**Task material**
==*==

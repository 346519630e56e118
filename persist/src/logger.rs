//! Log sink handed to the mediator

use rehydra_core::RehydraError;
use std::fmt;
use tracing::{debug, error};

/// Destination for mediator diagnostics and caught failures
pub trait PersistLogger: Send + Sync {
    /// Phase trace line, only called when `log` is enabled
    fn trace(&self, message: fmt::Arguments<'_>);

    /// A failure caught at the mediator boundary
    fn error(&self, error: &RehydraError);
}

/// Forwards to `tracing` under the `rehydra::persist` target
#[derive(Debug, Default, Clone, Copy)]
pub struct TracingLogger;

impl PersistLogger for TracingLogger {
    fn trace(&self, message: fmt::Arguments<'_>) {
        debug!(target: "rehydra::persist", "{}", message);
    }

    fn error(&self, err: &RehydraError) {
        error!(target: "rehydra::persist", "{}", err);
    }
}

==*==

Find each line above that contains "caught", and copy those lines.

/// Destination for mediator diagnostics and caught failures
    /// A failure caught at the mediator boundary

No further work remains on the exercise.